##### Information supplied
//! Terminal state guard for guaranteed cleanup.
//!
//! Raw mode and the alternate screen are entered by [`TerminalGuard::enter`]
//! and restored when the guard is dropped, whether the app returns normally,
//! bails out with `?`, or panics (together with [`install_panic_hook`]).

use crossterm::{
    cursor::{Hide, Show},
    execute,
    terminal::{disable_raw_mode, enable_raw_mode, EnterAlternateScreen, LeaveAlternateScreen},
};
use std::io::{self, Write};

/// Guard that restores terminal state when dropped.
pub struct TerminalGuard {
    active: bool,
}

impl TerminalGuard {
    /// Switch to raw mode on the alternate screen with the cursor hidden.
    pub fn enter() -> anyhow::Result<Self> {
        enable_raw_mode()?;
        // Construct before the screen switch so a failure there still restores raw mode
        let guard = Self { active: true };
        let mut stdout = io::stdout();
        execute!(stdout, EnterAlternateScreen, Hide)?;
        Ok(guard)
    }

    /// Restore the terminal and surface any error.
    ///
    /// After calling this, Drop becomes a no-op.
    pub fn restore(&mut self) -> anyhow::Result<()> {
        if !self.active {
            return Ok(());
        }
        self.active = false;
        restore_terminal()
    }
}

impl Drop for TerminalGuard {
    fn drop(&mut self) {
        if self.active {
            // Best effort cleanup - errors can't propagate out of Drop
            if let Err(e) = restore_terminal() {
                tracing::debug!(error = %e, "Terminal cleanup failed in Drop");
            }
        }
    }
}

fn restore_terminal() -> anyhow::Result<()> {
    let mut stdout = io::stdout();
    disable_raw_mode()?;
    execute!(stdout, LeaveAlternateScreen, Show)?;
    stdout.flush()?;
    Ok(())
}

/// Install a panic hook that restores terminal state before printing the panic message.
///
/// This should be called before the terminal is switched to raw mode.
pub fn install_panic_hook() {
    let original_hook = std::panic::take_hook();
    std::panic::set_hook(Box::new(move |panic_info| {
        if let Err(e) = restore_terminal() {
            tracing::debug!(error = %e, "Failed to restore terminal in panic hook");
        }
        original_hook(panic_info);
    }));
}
##########
▶ [Task statement]:
The full data, repeated exactly, is the only acceptable output.

▶ [Answer area]:
//! Terminal state guard for guaranteed cleanup.
//!
//! Raw mode and the alternate screen are entered by [`TerminalGuard::enter`]
//! and restored when the guard is dropped, whether the app returns normally,
//! bails out with `?`, or panics (together with [`install_panic_hook`]).

use crossterm::{
    cursor::{Hide, Show},
    execute,
    terminal::{disable_raw_mode, enable_raw_mode, EnterAlternateScreen, LeaveAlternateScreen},
};
use std::io::{self, Write};

/// Guard that restores terminal state when dropped.
pub struct TerminalGuard {
    active: bool,
}

impl TerminalGuard {
    /// Switch to raw mode on the alternate screen with the cursor hidden.
    pub fn enter() -> anyhow::Result<Self> {
        enable_raw_mode()?;
        // Construct before the screen switch so a failure there still restores raw mode
        let guard = Self { active: true };
        let mut stdout = io::stdout();
        execute!(stdout, EnterAlternateScreen, Hide)?;
        Ok(guard)
    }

    /// Restore the terminal and surface any error.
    ///
    /// After calling this, Drop becomes a no-op.
    pub fn restore(&mut self) -> anyhow::Result<()> {
        if !self.active {
            return Ok(());
        }
        self.active = false;
        restore_terminal()
    }
}

impl Drop for TerminalGuard {
    fn drop(&mut self) {
        if self.active {
            // Best effort cleanup - errors can't propagate out of Drop
            if let Err(e) = restore_terminal() {
                tracing::debug!(error = %e, "Terminal cleanup failed in Drop");
            }
        }
    }
}

fn restore_terminal() -> anyhow::Result<()> {
    let mut stdout = io::stdout();
    disable_raw_mode()?;
    execute!(stdout, LeaveAlternateScreen, Show)?;
    stdout.flush()?;
    Ok(())
}

/// Install a panic hook that restores terminal state before printing the panic message.
///
/// This should be called before the terminal is switched to raw mode.
pub fn install_panic_hook() {
    let original_hook = std::panic::take_hook();
    std::panic::set_hook(Box::new(move |panic_info| {
        if let Err(e) = restore_terminal() {
            tracing::debug!(error = %e, "Failed to restore terminal in panic hook");
        }
        original_hook(panic_info);
    }));
}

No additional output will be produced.